Usually means Spring Boot isn’t running or is on a different port. Verify with:

netstat -tlnp | grep 8080

5. SSL Certificate Renewal Failed

Check Certbot logs:

cat /var/log/letsencrypt/letsencrypt.log

Usually a DNS issue or port 80 blocked during renewal.

What I Wish I’d Known Earlier

1. Test locally with the prod profile first. --spring.profiles.active=prod catches config issues before deployment.

2. Keep port 8080 internal. Never expose Spring Boot directly. Always use a reverse proxy.

3. systemd is your friend. Auto-restart, boot on startup, proper logging. Learn it.

4. SSL is non-negotiable. Let’s Encrypt is free. There’s no excuse for HTTP in production.

5. Deployment scripts save sanity. Manual deployments lead to mistakes. Automate early.

6. Check logs in order. Apache logs first (is the request reaching?), then Spring Boot logs (is the app processing?).

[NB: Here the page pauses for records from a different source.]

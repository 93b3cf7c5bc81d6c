use blockcomment_core::comment::CommentFinder;
use blockcomment_core::{CharRange, TextBuffer, TextDelta};
use std::cell::RefCell;
use streaming_iterator::StreamingIterator;
use thiserror::Error;
use tracing::debug;
use tree_sitter::{InputEdit, Parser, Point, Query, QueryCursor, Tree};

/// Errors produced by [`TreeSitterCommentFinder`].
#[derive(Debug, Error)]
pub enum TreeSitterError {
    /// Setting the Tree-sitter language failed.
    #[error("tree-sitter language error: {0}")]
    Language(#[from] tree_sitter::LanguageError),
    /// Compiling the comments query failed.
    #[error("tree-sitter query error: {0}")]
    Query(#[from] tree_sitter::QueryError),
    /// The delta did not match the text the finder last parsed.
    #[error("tree-sitter delta mismatch")]
    DeltaMismatch,
}

/// How the finder obtained the tree used by the last lookup.
#[derive(Debug, Clone, Copy, PartialEq, Eq)]
pub enum TreeSitterUpdateMode {
    /// First parse for this finder instance.
    Initial,
    /// Tree edited through [`TreeSitterCommentFinder::apply_text_delta`] and re-parsed
    /// incrementally.
    Incremental,
    /// The buffer text diverged from the cached text; re-parsed from scratch.
    FullReparse,
    /// The cached tree was still current.
    Reused,
}

/// Configuration for [`TreeSitterCommentFinder`].
#[derive(Debug, Clone)]
pub struct TreeSitterCommentConfig {
    /// Tree-sitter language.
    pub language: tree_sitter::Language,
    /// Query whose captures are comment nodes (capture names are ignored).
    pub comments_query: String,
}

impl TreeSitterCommentConfig {
    /// Create a config with a language and a comments query.
    pub fn new(language: tree_sitter::Language, comments_query: impl Into<String>) -> Self {
        Self {
            language,
            comments_query: comments_query.into(),
        }
    }

    /// Config for grammars naming their comment nodes `block_comment` / `line_comment`
    /// (Rust, Java, ...).
    pub fn with_default_comment_nodes(language: tree_sitter::Language) -> Self {
        Self::new(
            language,
            r#"
            (block_comment) @comment
            (line_comment) @comment
            "#,
        )
    }
}

struct ParseState {
    parser: Parser,
    tree: Option<Tree>,
    text: String,
    last_update_mode: TreeSitterUpdateMode,
}

fn byte_for_char(text: &str, char_offset: usize) -> usize {
    text.char_indices()
        .nth(char_offset)
        .map_or(text.len(), |(byte, _)| byte)
}

fn point_for_byte(text: &str, byte: usize) -> Point {
    let before = &text.as_bytes()[..byte.min(text.len())];
    let row = before.iter().filter(|b| **b == b'\n').count();
    let line_start = before
        .iter()
        .rposition(|b| *b == b'\n')
        .map_or(0, |newline| newline + 1);
    Point {
        row,
        column: before.len() - line_start,
    }
}

fn advance_point(mut point: Point, text: &str) -> Point {
    let mut parts = text.split('\n');
    let Some(first) = parts.next() else {
        return point;
    };

    point.column = point.column.saturating_add(first.len());
    for part in parts {
        point.row = point.row.saturating_add(1);
        point.column = part.len();
    }

    point
}

impl ParseState {
    fn sync(&mut self, text: String) {
        let initial = self.tree.is_none();
        self.tree = self.parser.parse(&text, None);
        self.text = text;
        self.last_update_mode = if initial {
            TreeSitterUpdateMode::Initial
        } else {
            TreeSitterUpdateMode::FullReparse
        };
    }
}

/// A [`CommentFinder`] backed by a Tree-sitter parse.
///
/// The finder caches the last parsed text and tree. A lookup against a buffer whose text
/// differs from the cache re-parses from scratch; hosts that track edits can keep the tree
/// current cheaply with [`apply_text_delta`](Self::apply_text_delta).
pub struct TreeSitterCommentFinder {
    query: Query,
    state: RefCell<ParseState>,
}

impl TreeSitterCommentFinder {
    /// Create a finder from the given config.
    pub fn new(config: TreeSitterCommentConfig) -> Result<Self, TreeSitterError> {
        let mut parser = Parser::new();
        parser.set_language(&config.language)?;
        let query = Query::new(&config.language, &config.comments_query)?;

        Ok(Self {
            query,
            state: RefCell::new(ParseState {
                parser,
                tree: None,
                text: String::new(),
                last_update_mode: TreeSitterUpdateMode::FullReparse,
            }),
        })
    }

    /// Get the last update mode (useful for tests and instrumentation).
    pub fn last_update_mode(&self) -> TreeSitterUpdateMode {
        self.state.borrow().last_update_mode
    }

    /// Apply the edits of `delta` to the cached text and tree, then re-parse incrementally.
    ///
    /// On error the cache is left as it was; the next lookup falls back to a full parse.
    pub fn apply_text_delta(&self, delta: &TextDelta) -> Result<(), TreeSitterError> {
        let mut state = self.state.borrow_mut();
        if state.tree.is_none() || state.text.chars().count() != delta.before_char_count {
            return Err(TreeSitterError::DeltaMismatch);
        }

        let mut text = state.text.clone();
        let mut input_edits = Vec::with_capacity(delta.edits.len());
        for edit in &delta.edits {
            let start_byte = byte_for_char(&text, edit.start);
            let old_end_byte = start_byte.saturating_add(edit.deleted_text.len());
            let new_end_byte = start_byte.saturating_add(edit.inserted_text.len());

            if text.get(start_byte..old_end_byte) != Some(edit.deleted_text.as_str()) {
                return Err(TreeSitterError::DeltaMismatch);
            }

            let start_position = point_for_byte(&text, start_byte);
            input_edits.push(InputEdit {
                start_byte,
                old_end_byte,
                new_end_byte,
                start_position,
                old_end_position: advance_point(start_position, &edit.deleted_text),
                new_end_position: advance_point(start_position, &edit.inserted_text),
            });
            text.replace_range(start_byte..old_end_byte, &edit.inserted_text);
        }

        if text.chars().count() != delta.after_char_count {
            return Err(TreeSitterError::DeltaMismatch);
        }

        let state = &mut *state;
        if let Some(tree) = state.tree.as_mut() {
            for input_edit in &input_edits {
                tree.edit(input_edit);
            }
        }
        state.tree = state.parser.parse(&text, state.tree.as_ref());
        state.text = text;
        state.last_update_mode = TreeSitterUpdateMode::Incremental;
        debug!(edits = delta.edits.len(), "tree-sitter tree updated incrementally");
        Ok(())
    }

    fn innermost_comment(&self, text: &str, tree: &Tree, byte: usize) -> Option<(usize, usize)> {
        let mut cursor = QueryCursor::new();
        let mut matches = cursor.matches(&self.query, tree.root_node(), text.as_bytes());
        let mut best: Option<(usize, usize)> = None;
        while let Some(m) = matches.next() {
            for capture in m.captures {
                let node = capture.node;
                let (start, end) = (node.start_byte(), node.end_byte());
                if start > byte || byte >= end {
                    continue;
                }
                if best.is_none_or(|(s, e)| end - start < e - s) {
                    best = Some((start, end));
                }
            }
        }
        best
    }
}

impl CommentFinder for TreeSitterCommentFinder {
    fn enclosing_comment(&self, buffer: &TextBuffer, offset: usize) -> Option<CharRange> {
        let mut state = self.state.borrow_mut();
        let text = buffer.text();
        if state.tree.is_none() || state.text != text {
            state.sync(text);
        } else {
            state.last_update_mode = TreeSitterUpdateMode::Reused;
        }

        let byte = byte_for_char(&state.text, offset);
        let tree = state.tree.as_ref()?;
        let (start, end) = self.innermost_comment(&state.text, tree, byte)?;
        Some(CharRange::new(
            buffer.byte_to_char(start),
            buffer.byte_to_char(end),
        ))
    }
}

The Journey Complete (For Real This Time)

My Spring Boot API was now:

• Running on a real server
• Behind Apache with proper routing
• Secured with SSL
• Starting on boot
• Monitored with logs
• Deployable with one command

When my React app called https://api.yourdomain.com/api/users, it actually worked. From anywhere. On any device. On the real internet.

That first successful production request? Chef’s kiss.

---

P.S. — Deployment is where most tutorials stop and real learning begins. Nothing teaches you Linux, networking, and debugging like a server that refuses to cooperate at 11 PM. But once you’ve done it once, you can do it forever. The mystery is gone. It’s just a computer, in a data center, running your code. And that’s pretty cool.